A rigid line has been drawn in Easter addresses in advance of Northern Ireland's Assembly elections, to take place on May 5.

Sinn Féin said it is an opportunity for unionists to join a partnership towards achieving a United Ireland. But the rival Democratic Unionist Party (DUP) insisted the election will be a battle for Northern Ireland.

Sinn Féin leader Mary Lou McDonald, speaking at an Easter Rising commemoration in Belfast, insisted people from a unionist tradition must have an “equal part” in building what she described as “the new Ireland.” 

Addressing a large crowd of republicans in Milltown Cemetery, she urged unionists to “walk this journey with us.” 

She said, “To those of a unionist tradition I say sincerely, we seek partnership with you."

McDonald maintained that continuing British governments had disrespected and failed unionists. She described next month’s Assembly election as the “most important in a generation” and said that the “democratic test for the leaders of political unionism will be if they accept the will of the people.” 

Successive opinion polls have put Sinn Féin on course to be the largest party following the May 5 election, with Michelle O’Neill forecast to become the first nationalist to head up Northern Ireland’s government.

The DUP has refused to confirm if it will, in the event of that outcome, take the position of deputy first minister in the joint office. Failure to do so could block the formation of a new power-sharing executive.

McDonald’s comments came as Sir Jeffrey Donaldson claimed in an Easter message to DUP colleagues that a Sinn Féin election victory would help it to deliver on its objective for a referendum on Irish unity, and that polling day was a “battle for Northern Ireland itself.” 

DUP leader Donaldson said the outcome of the election will “set the direction of the country for the next decade.” 

In a statement, Donaldson said, “Voters have a clear choice between our plan for fixing health, helping working families with the cost of living crisis, and growing our economy within the union, and Sinn Féin’s divisive border poll plan.” 

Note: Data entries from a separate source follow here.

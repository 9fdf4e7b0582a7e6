//! recipe-path-core: synthesis-path search over binary recipes.
//!
//! Given the four base elements and a relation of recipes (two ingredients
//! combine into one result), finds sequences of recipe applications that
//! produce a requested element. Three single-path strategies share one
//! immutable [`RecipeGraph`]:
//!
//! - [`ShortestPathFinder`]: breadth-first, fewest discovery rounds;
//! - [`ExhaustivePathBuilder`]: memoized depth-first composition;
//! - [`MeetingPathFinder`]: bidirectional meet-in-the-middle.
//!
//! [`MultiPathOrchestrator`] runs any of them on a worker pool to collect
//! several distinct paths. [`SearchEngine`] ties it all together.
//! No I/O happens here; callers load recipes and install a tracing
//! subscriber if they want logs.

mod bds;
mod bfs;
mod cancel;
mod config;
mod dfs;
mod engine;
mod error;
mod finder;
mod graph;
mod multi;
mod path;

#[cfg(test)]
mod test_support;

pub use bds::MeetingPathFinder;
pub use bfs::ShortestPathFinder;
pub use cancel::CancelToken;
pub use config::SearchConfig;
pub use dfs::ExhaustivePathBuilder;
pub use engine::{GraphStats, SearchEngine};
pub use error::{Result, SearchError};
pub use finder::{Algorithm, SearchOutcome, SinglePathFinder};
pub use graph::{is_base_element, Recipe, RecipeGraph, BASE_ELEMENTS};
pub use multi::{MultiPathOrchestrator, MultiPathResult};
pub use path::{dedup_recipes, is_valid, path_identifier, replay, validate, Path, StepViolation};
use std::collections::HashSet;
use std::sync::atomic::{AtomicUsize, Ordering};

use parking_lot::Mutex;

use crate::cancel::CancelToken;
use crate::config::SearchConfig;
use crate::error::{Result, SearchError};
use crate::finder::SinglePathFinder;
use crate::graph::is_base_element;
use crate::path::{path_identifier, Path};

/// Distinct paths found for one target, shortest first.
#[derive(Debug, Clone, PartialEq, Eq)]
pub struct MultiPathResult {
    pub paths: Vec<Path>,
    /// Total work across every attempt, accepted or not.
    pub nodes_visited: usize,
}

#[derive(Default)]
struct Accepted {
    paths: Vec<Path>,
    ids: HashSet<String>,
}

/// Runs a single-path strategy on a bounded pool of worker threads and
/// collects distinct solutions.
///
/// Workers draw variant numbers from a shared counter, so the canonical
/// search (variant 0) always runs and later variants push toward other
/// final recipes. A path is accepted when it is non-empty, its canonical
/// identifier is new, and fewer than `max_paths` are held; reaching the cap
/// cancels the remaining work.
#[derive(Debug, Clone)]
pub struct MultiPathOrchestrator {
    max_workers: usize,
    attempts_per_path: usize,
}

impl MultiPathOrchestrator {
    pub fn new(config: &SearchConfig) -> Self {
        Self {
            max_workers: config.max_workers,
            attempts_per_path: config.attempts_per_path,
        }
    }

    pub fn find_multiple_paths<F>(
        &self,
        finder: &F,
        target: &str,
        max_paths: usize,
    ) -> Result<MultiPathResult>
    where
        F: SinglePathFinder + ?Sized,
    {
        if max_paths == 0 {
            return Err(SearchError::InvalidRequest(
                "max_paths must be at least 1".to_string(),
            ));
        }
        if is_base_element(target) {
            return Ok(MultiPathResult {
                paths: vec![Vec::new()],
                nodes_visited: 0,
            });
        }

        let variants = finder.variant_count(target);
        let budget = if finder.variants_repeat() {
            variants
        } else {
            max_paths.max(variants) * self.attempts_per_path
        };
        let workers = max_paths.min(self.max_workers).max(1);
        tracing::debug!(
            element = target,
            algorithm = %finder.algorithm(),
            max_paths,
            workers,
            budget,
            "multi-path search started"
        );

        let accepted = Mutex::new(Accepted::default());
        let nodes = AtomicUsize::new(0);
        let next_variant = AtomicUsize::new(0);
        let cancel = CancelToken::new();

        std::thread::scope(|s| {
            for worker in 0..workers {
                let accepted = &accepted;
                let nodes = &nodes;
                let next_variant = &next_variant;
                let cancel = &cancel;
                s.spawn(move || loop {
                    if cancel.is_cancelled() {
                        break;
                    }
                    let variant = next_variant.fetch_add(1, Ordering::Relaxed);
                    if variant >= budget {
                        break;
                    }

                    match finder.find_variant(target, variant, cancel) {
                        Ok(outcome) => {
                            nodes.fetch_add(outcome.nodes_visited, Ordering::Relaxed);
                            if outcome.path.is_empty() {
                                continue;
                            }
                            let id = path_identifier(&outcome.path);
                            let mut guard = accepted.lock();
                            if guard.paths.len() >= max_paths || guard.ids.contains(&id) {
                                continue;
                            }
                            guard.ids.insert(id);
                            guard.paths.push(outcome.path);
                            let count = guard.paths.len();
                            tracing::debug!(element = target, worker, variant, count, "path accepted");
                            if count >= max_paths {
                                cancel.cancel();
                            }
                        }
                        Err(SearchError::Cancelled) => break,
                        Err(err) => {
                            nodes.fetch_add(err.nodes_visited(), Ordering::Relaxed);
                            tracing::debug!(element = target, worker, variant, %err, "attempt failed");
                            // The canonical search is exhaustive; no variant can do better.
                            if variant == 0 && err.is_not_found() {
                                cancel.cancel();
                                break;
                            }
                        }
                    }
                });
            }
        });

        let Accepted { mut paths, .. } = accepted.into_inner();
        let nodes_visited = nodes.into_inner();

        if paths.is_empty() {
            tracing::warn!(element = target, nodes_visited, "multi-path search accepted no paths");
            return Err(SearchError::not_found(target, nodes_visited));
        }

        paths.sort_by_cached_key(|p| (p.len(), path_identifier(p)));
        Ok(MultiPathResult {
            paths,
            nodes_visited,
        })
    }
}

He claimed that a Sinn Féin victory in the poll would help it deliver on its objective for a referendum on Irish unity. “The election outcome will decide if Northern Ireland goes in the right direction or the wrong direction,” Donaldson said. 

He reportedly told DUP colleagues: “If Mary Lou McDonald and Michelle O'Neill win, the whooping and cheering count center speeches will not be about the National Health Service. They will not be about advancing 30 hours free childcare for families. They will not be about removing the Irish Sea border.  They will be about a divisive border poll.” 

*This column first appeared in the April 20 edition of the weekly Irish Voice newspaper, sister publication to IrishCentral.